It was a sad day for American cheese lovers when Ig Vella passed away in 2011. Losing this crusty, cantankerous, opinionated cheesemaker was bad enough. But what would become of Vella Dry Jack, his California company’s flagship creation? Would it change for the worse without his oversight? “I can tell you a lot of people were worried about it,” his daughter Chickie told me recently.
October is American Cheese Month (although I think every month is), so I purchased a big wedge of Dry Jack, checked in with Chickie Vella and asked how this influential creamery was faring without her dad at the helm.
Chickie’s office overlooks the sales counter at Vella’s small retail shop in Sonoma. That’s how she knows that, in the months following her father’s death, people would come into the store and whisper to the clerk, “So I hear his daughter took over?”

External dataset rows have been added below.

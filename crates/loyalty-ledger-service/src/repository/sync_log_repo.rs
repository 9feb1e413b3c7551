//! 同步日志仓储
//!
//! 单条结果通过原子 UPDATE 追加到 JSONB 数组，计数只增不减

use async_trait::async_trait;
use sqlx::PgPool;
use sqlx::types::Json;

use super::traits::SyncLogRepositoryTrait;
use crate::error::{LedgerError, Result};
use crate::models::{NewSyncLog, SyncItemResult, SyncLog, TenantScope};

const SYNC_LOG_COLUMNS: &str = r#"
    id, tenant_id, business_unit_id, kind, status, total_count, success_count, failed_count,
    success_items, failed_items, error_message, created_at, completed_at
"#;

pub struct SyncLogRepository {
    pool: PgPool,
}

impl SyncLogRepository {
    pub fn new(pool: PgPool) -> Self {
        Self { pool }
    }
}

#[async_trait]
impl SyncLogRepositoryTrait for SyncLogRepository {
    async fn create(&self, log: &NewSyncLog) -> Result<SyncLog> {
        let sql = format!(
            r#"
            INSERT INTO sync_logs
                (tenant_id, business_unit_id, kind, status, total_count, created_at)
            VALUES ($1, $2, $3, 'pending', $4, NOW())
            RETURNING {SYNC_LOG_COLUMNS}
            "#
        );
        let created = sqlx::query_as::<_, SyncLog>(&sql)
            .bind(log.scope.map(|s| s.tenant_id))
            .bind(log.scope.map(|s| s.business_unit_id))
            .bind(log.kind)
            .bind(log.total_count)
            .fetch_one(&self.pool)
            .await?;

        Ok(created)
    }

    async fn record_item(&self, id: i64, item: &SyncItemResult) -> Result<()> {
        let sql = if item.is_success() {
            r#"
            UPDATE sync_logs
            SET success_count = success_count + 1,
                success_items = success_items || jsonb_build_array($2::jsonb)
            WHERE id = $1 AND status = 'pending'
            "#
        } else {
            r#"
            UPDATE sync_logs
            SET failed_count = failed_count + 1,
                failed_items = failed_items || jsonb_build_array($2::jsonb)
            WHERE id = $1 AND status = 'pending'
            "#
        };

        let result = sqlx::query(sql)
            .bind(id)
            .bind(Json(item))
            .execute(&self.pool)
            .await?;

        if result.rows_affected() == 0 {
            return Err(LedgerError::SyncLogNotFound(id));
        }
        Ok(())
    }

    async fn mark_completed(&self, id: i64) -> Result<SyncLog> {
        let sql = format!(
            r#"
            UPDATE sync_logs
            SET status = 'completed', completed_at = NOW()
            WHERE id = $1
            RETURNING {SYNC_LOG_COLUMNS}
            "#
        );
        sqlx::query_as::<_, SyncLog>(&sql)
            .bind(id)
            .fetch_optional(&self.pool)
            .await?
            .ok_or(LedgerError::SyncLogNotFound(id))
    }

    async fn mark_failed(&self, id: i64, error_message: &str) -> Result<SyncLog> {
        let sql = format!(
            r#"
            UPDATE sync_logs
            SET status = 'failed', error_message = $2, completed_at = NOW()
            WHERE id = $1
            RETURNING {SYNC_LOG_COLUMNS}
            "#
        );
        sqlx::query_as::<_, SyncLog>(&sql)
            .bind(id)
            .bind(error_message)
            .fetch_optional(&self.pool)
            .await?
            .ok_or(LedgerError::SyncLogNotFound(id))
    }

    async fn get(&self, scope: TenantScope, id: i64) -> Result<Option<SyncLog>> {
        let sql = format!(
            "SELECT {SYNC_LOG_COLUMNS} FROM sync_logs \
             WHERE id = $1 AND tenant_id = $2 AND business_unit_id = $3"
        );
        let log = sqlx::query_as::<_, SyncLog>(&sql)
            .bind(id)
            .bind(scope.tenant_id)
            .bind(scope.business_unit_id)
            .fetch_optional(&self.pool)
            .await?;

        Ok(log)
    }
}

I was worried, too, although Chickie told me that she had worked at Vella Cheese Company for almost 30 years. She was capable of taking over. The head cheesemaker, Charlie Malkassian, is still on the job. He not only made cheese side-by-side with Ig. He trained with Ig’s father, Tom, and now works with Ig’s grandson, Gabe. Malkassian is the institutional memory.
Vella Dry Jack, a hard, aged cow’s milk cheese with a distinctive cocoa-rubbed rind, was an early ambassador for American cheese, proof that the U.S. could make wheels worthy of dinner tables anywhere. But Ig was difficult, a generous mentor to many but a crotchety soul with a healthy ego.
“He didn’t feel that women could make cheese,” says Chickie, who has an administrative role at Vella. “I had a younger sister who wanted to, and my grandfather told her women didn’t make cheese.” In truth, the hand-formed wheels of Vella, shaped by gathering curds in a bag and rolling them against the side of the vat, require a lot of upper-body strength. “You have about 12 pounds of wet curd hanging in a sack off your arm,” says Chickie. “It’s heavy.”
“I did ask him, literally on his deathbed, ‘What would be your vision? What would you like us to carry on?’” recalls Chickie. “And he said, ‘To make a consistently good product and don’t ever compromise quality.’”
Vella Dry Jack, I’m pleased to report, tastes as wonderful as it always has. It’s nutty, sweet-and-salty, balanced to perfection and hard to stop eating. Ig would be pleased.
This California classic is one of my go-to cheeses for red wine, especially when I want to show off a fine wine. Look for wheels labeled Special Select (some retailers identify it as Reserve), which indicates at least a year’s aging. The creamery releases most of the wheels at eight months, but the extra aging intensifies that nutty character.